Neither one of my grandparents even finished high school, yet one of their sons got a doctrate in chemistry, another got a PhD and became head of the Education Department at the University of Boston, my Dad attended medical school; his younger sister became an RN and his second youngest a school teacher.

My Aunt Doris had the Wilson women's weakness for good looking men with soft Kentucky drawls. she was the only one to quit schoolbefore completion - to marry the "handsomest boy in the County." And even she eventually returned for her degree.

Wow! I really went on and on remembering my "old Kentucky home." I hope I don't come across as being uppity or bragging about my family roots. What I wanted to convey is that the people of the Kentucky Mountains are a strong people. They don't quit - they're workers from sunrise to sunset and the women sing those same old Southern spirituals my Grand Mother Susie used to sing when she went about her tasks...

The people of Eastern Kentucky are no different in their needs than the coal miners of Utah and Colorado or any other state in our Nation. They deserve an honest day's wage for their honest day's work. The child of a miner's family from our Southern Mountains needs and has a right to an education every bit as much as every other child in the US.

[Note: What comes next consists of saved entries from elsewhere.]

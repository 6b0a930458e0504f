use chrono::{Duration, Utc};
use jsonwebtoken::{decode, encode, DecodingKey, EncodingKey, Header, Validation};
use serde::{Deserialize, Serialize};
use uuid::Uuid;

use crate::error::AppError;

/// Claims carried by an access token.
#[derive(Debug, Serialize, Deserialize, Clone)]
pub struct Claims {
    /// Subject: the user id the token authenticates.
    pub sub: Uuid,
    /// Issued-at, seconds since epoch.
    pub iat: i64,
    /// Expiry, seconds since epoch. Expiry is the only way a token dies;
    /// there is no revocation list.
    pub exp: i64,
}

/// Issues and verifies signed access tokens. Holds the process-wide signing
/// secret and default TTL, both injected from configuration at startup.
/// Rotating the secret invalidates every outstanding token.
#[derive(Clone)]
pub struct TokenService {
    secret: String,
    ttl: Duration,
}

impl TokenService {
    pub fn new(secret: impl Into<String>, ttl: Duration) -> Self {
        Self {
            secret: secret.into(),
            ttl,
        }
    }

    /// Issues a token for `subject` with the default TTL.
    pub fn issue(&self, subject: Uuid) -> Result<String, AppError> {
        self.issue_with_ttl(subject, self.ttl)
    }

    /// Issues a token with an explicit TTL. The TTL parameter doubles as the
    /// clock seam for tests: a negative TTL yields an already-expired token.
    pub fn issue_with_ttl(&self, subject: Uuid, ttl: Duration) -> Result<String, AppError> {
        let now = Utc::now();
        let claims = Claims {
            sub: subject,
            iat: now.timestamp(),
            exp: (now + ttl).timestamp(),
        };

        encode(
            &Header::default(),
            &claims,
            &EncodingKey::from_secret(self.secret.as_bytes()),
        )
        .map_err(|e| AppError::Internal(format!("Failed to sign token: {}", e)))
    }

    /// Verifies a token and returns its claims. Malformed structure, a bad
    /// signature, and expiry all collapse into the same opaque error so a
    /// caller cannot probe which check failed.
    pub fn verify(&self, token: &str) -> Result<Claims, AppError> {
        decode::<Claims>(
            token,
            &DecodingKey::from_secret(self.secret.as_bytes()),
            &Validation::default(),
        )
        .map(|data| data.claims)
        .map_err(|_| AppError::Unauthorized("Invalid or expired token".to_string()))
    }
}
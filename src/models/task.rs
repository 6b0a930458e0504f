use chrono::{DateTime, Utc};
use serde::{Deserialize, Serialize};
use sqlx::encode::IsNull;
use sqlx::error::BoxDynError;
use sqlx::postgres::{PgArgumentBuffer, PgTypeInfo, PgValueRef};
use sqlx::{FromRow, Postgres};
use std::str::FromStr;
use uuid::Uuid;
use validator::Validate;

/// Display status of a task, derived from its completion flag and deadline.
/// The stored column is a cache of `resolve`, never an independent source of
/// truth; it matches the `CHECK (status IN (...))` constraint in the schema.
#[derive(Debug, Clone, Copy, PartialEq, Eq, Serialize, Deserialize)]
#[serde(rename_all = "lowercase")]
pub enum TaskStatus {
    Upcoming,
    Completed,
    Missed,
}

impl TaskStatus {
    /// Derives the status from the task state at `now`. Completion takes
    /// precedence over an elapsed deadline.
    pub fn resolve(completed: bool, deadline: DateTime<Utc>, now: DateTime<Utc>) -> Self {
        if completed {
            TaskStatus::Completed
        } else if deadline < now {
            TaskStatus::Missed
        } else {
            TaskStatus::Upcoming
        }
    }

    pub fn as_str(&self) -> &'static str {
        match self {
            TaskStatus::Upcoming => "upcoming",
            TaskStatus::Completed => "completed",
            TaskStatus::Missed => "missed",
        }
    }
}

impl FromStr for TaskStatus {
    type Err = String;

    fn from_str(raw: &str) -> Result<Self, Self::Err> {
        match raw {
            "upcoming" => Ok(TaskStatus::Upcoming),
            "completed" => Ok(TaskStatus::Completed),
            "missed" => Ok(TaskStatus::Missed),
            other => Err(format!("unknown task status: {}", other)),
        }
    }
}

// Stored as TEXT; the schema's CHECK constraint restricts the legal values.
impl sqlx::Type<Postgres> for TaskStatus {
    fn type_info() -> PgTypeInfo {
        <&str as sqlx::Type<Postgres>>::type_info()
    }

    fn compatible(ty: &PgTypeInfo) -> bool {
        <&str as sqlx::Type<Postgres>>::compatible(ty)
    }
}

impl<'q> sqlx::Encode<'q, Postgres> for TaskStatus {
    fn encode_by_ref(&self, buf: &mut PgArgumentBuffer) -> IsNull {
        <&str as sqlx::Encode<'q, Postgres>>::encode_by_ref(&self.as_str(), buf)
    }
}

impl<'r> sqlx::Decode<'r, Postgres> for TaskStatus {
    fn decode(value: PgValueRef<'r>) -> Result<Self, BoxDynError> {
        let raw = <&str as sqlx::Decode<'r, Postgres>>::decode(value)?;
        raw.parse().map_err(Into::into)
    }
}

/// A task row as stored and as returned by the API.
#[derive(Debug, Clone, Serialize, FromRow)]
pub struct Task {
    pub task_id: Uuid,
    pub user_id: Uuid,
    pub title: String,
    pub description: Option<String>,
    pub deadline: DateTime<Utc>,
    pub completed: bool,
    pub status: TaskStatus,
    pub created_at: DateTime<Utc>,
    pub updated_at: DateTime<Utc>,
}

impl Task {
    /// Re-derives `status` from the current completion flag and deadline.
    /// Called with wall-clock time on every read and before every write.
    pub fn refresh_status(&mut self, now: DateTime<Utc>) {
        self.status = TaskStatus::resolve(self.completed, self.deadline, now);
    }
}

/// Payload for task creation.
#[derive(Debug, Serialize, Deserialize, Validate)]
pub struct TaskCreate {
    #[validate(length(min = 1, max = 255))]
    pub title: String,

    #[validate(length(max = 1000))]
    pub description: Option<String>,

    pub deadline: DateTime<Utc>,
}

/// Payload for partial task updates. Absent fields are left unchanged.
#[derive(Debug, Serialize, Deserialize, Validate)]
pub struct TaskUpdate {
    #[validate(length(min = 1, max = 255))]
    pub title: Option<String>,

    #[validate(length(max = 1000))]
    pub description: Option<String>,

    pub deadline: Option<DateTime<Utc>>,

    pub completed: Option<bool>,
}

Today, US corporations treat their workers not as honest employees who will put in a a good day's effort in exchange for fair treatment and decent pay, but instead as parasites who deserve little and whom CEO's make it a crusade to given them ever less, even as these corporate robber barons award themselves a higher and more obcenely costly compensation package each year. Sadly, these developments are nothing new. Amoral coal and energy company execs no longer even think twice about leading the charge to destroy wages, pollute water supplies, kill an unacceptable number of miners in accidents that were easily avoidable, etc.

The people who wrote the OP, the people who replied to it, the people who live in Eastern Kentucky, the people who USED to live in Eastern Kentucky and/or those who still have loved ones there, AND the people of the United States need to read the following book, even if it's the only one they'll read in the next five years:

Night Comes to the Cumberlands, by Harry M. Caudill, published by the Jesse Stuart Foundation, Ashland, KY 2001.

(available either new or very reasonably priced in used condition)

That was waaaaaay too much out of me, so I'll just slink back on over to the Colorado Forum and inflict no further diatribes upon the readers over here in the forum for the fine State of Kentucky.

Take care, ya'll!
- Rambler
That was Awesome,Thank you for takeing thetime to post this.Of course my family roots are from Ky.I was born in Corbin.My parents and Grandparents were from Harlan.My father worked in I.H.Coal mines along with many of his brothers and relatives.
My father bought a farm in Corbin with money he saved and we moved away from Benham when I was 10.I just loved your story,thats all Im saying.Our family has had a colorful life also,but I dont have the strength to sum all of that up at the moment.Again Thank you!!!Wow!!